Carl Craver
Assistant Professor of Philosophy & PNP Program, Washington University

"Of Layercakes and Learning Mechanisms: Some Constraints on a Metaphysics of Levels"

Abstract: In science and its philosophy, we find repeated reference to levels of analysis, of behavior, of control, of description, of explanation, of organization, of sciences, and of theories, all without specifying what a given levels hypothesis asserts or how it differs from the others. This is unproblematic so long as reference to levels carries no metaphysical burden— merely pointing vaguely at the domain of a particular field, or grouping objects of roughly the same size. But the levels hypothesis does carry such a burden in many recent discussions of causation, emergence, explanation, realization, reduction, physicalism, and supervenience. In such discussions, we should take more care to specify what items are beings sorted into levels, what distinction sorts them into different levels, and what common feature binds them into a single level.
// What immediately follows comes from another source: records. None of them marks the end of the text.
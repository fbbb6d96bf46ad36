//! Pure string helpers: query rendering, message ids and permalinks,
//! signature stripping and local-time timestamps.

use chrono::{DateTime, FixedOffset, Local, Utc};
use percent_encoding::{utf8_percent_encode, AsciiSet, NON_ALPHANUMERIC};

use crate::error::{ExtractError, Result};
use crate::host::Message;
use crate::model::query::{Query, FREE_TEXT_KEY};

/// Base of the per-message search permalink.
pub const MESSAGE_SEARCH_BASE: &str = "https://mail.google.com/mail/u/0/#search/rfc822msgid";

/// Header holding the RFC 822 message identifier.
pub const MESSAGE_ID_HEADER: &str = "Message-Id";

/// Characters left alone by JavaScript's `encodeURIComponent`.
const URI_COMPONENT: &AsciiSet = &NON_ALPHANUMERIC
    .remove(b'-')
    .remove(b'_')
    .remove(b'.')
    .remove(b'!')
    .remove(b'~')
    .remove(b'*')
    .remove(b'\'')
    .remove(b'(')
    .remove(b')');

/// Usenet signature delimiter line, CRLF-framed.
const SIGNATURE_DELIMITER: &str = "\r\n-- \r\n";

/// Render a [`Query`] as a search string.
///
/// The `q` clause is emitted verbatim, every other clause as `key:value`,
/// all joined with a single space.
pub fn build_query(query: &Query) -> String {
    query
        .iter()
        .map(|(k, v)| {
            if k == FREE_TEXT_KEY {
                v.to_string()
            } else {
                format!("{k}:{v}")
            }
        })
        .collect::<Vec<_>>()
        .join(" ")
}

/// Identity cells for a message: its local id, then (if `with_link`) the
/// permalink built from its `Message-Id` header.
pub fn extract_ids<M: Message + ?Sized>(message: &M, with_link: bool) -> Result<Vec<String>> {
    let mut ids = vec![message.id()];
    if with_link {
        let rfc822 = message
            .header(MESSAGE_ID_HEADER)
            .ok_or_else(|| ExtractError::MissingHeader {
                message_id: message.id(),
                header: MESSAGE_ID_HEADER.to_string(),
            })?;
        ids.push(message_search_url(&rfc822));
    }
    Ok(ids)
}

/// Permalink that opens a search for exactly one message.
///
/// One leading `<` and one trailing `>` are stripped first, so bracketed
/// and bare ids give the same URL.
pub fn message_search_url(rfc822_id: &str) -> String {
    let stripped = rfc822_id.strip_prefix('<').unwrap_or(rfc822_id);
    let stripped = stripped.strip_suffix('>').unwrap_or(stripped);
    let target = format!(":{stripped}");
    let encoded = utf8_percent_encode(&target, URI_COMPONENT);
    format!("{MESSAGE_SEARCH_BASE}{encoded}")
}

/// Remove the first `-- ` signature block and everything after it.
///
/// The delimiter must sit on its own CRLF-terminated line after at least one
/// preceding line, and must be followed by some signature text. Bodies
/// without such a block are returned unchanged.
///
/// See <https://en.wikipedia.org/wiki/Signature_block>.
pub fn strip_signature(body: &str) -> String {
    match body.find(SIGNATURE_DELIMITER) {
        Some(pos) if body.len() > pos + SIGNATURE_DELIMITER.len() => body[..pos].to_string(),
        _ => body.to_string(),
    }
}

/// Render an instant in local calendar time as `YYYYMMDD` or, with time,
/// `YYYYMMDD{separator}HHMMSS`.
///
/// `offset` overrides the process timezone.
pub fn local_timestamp(
    instant: DateTime<Utc>,
    offset: Option<FixedOffset>,
    with_time: bool,
    separator: &str,
) -> String {
    let pattern = if with_time {
        format!("%Y%m%d{}%H%M%S", separator.replace('%', "%%"))
    } else {
        "%Y%m%d".to_string()
    };
    format_local(instant, offset, &pattern)
}

/// Format an instant with a chrono pattern in local calendar time.
pub fn format_local(instant: DateTime<Utc>, offset: Option<FixedOffset>, pattern: &str) -> String {
    match offset {
        Some(tz) => instant.with_timezone(&tz).format(pattern).to_string(),
        None => instant.with_timezone(&Local).format(pattern).to_string(),
    }
}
I explore different answers to these questions in an effort to develop a taxonomy of levels hypotheses. By considering an exemplary multilevel theory from the contemporary neuroscience of learning and memory, I introduce a central and primary sense of levels— levels of mechanisms— and I argue that it is central and primary by contrasting it with the other items in the taxonomy. I close by arguing that the much-vaunted problems of causal/explanatory exclusion and interlevel causation simply do not arise for levels of mechanisms.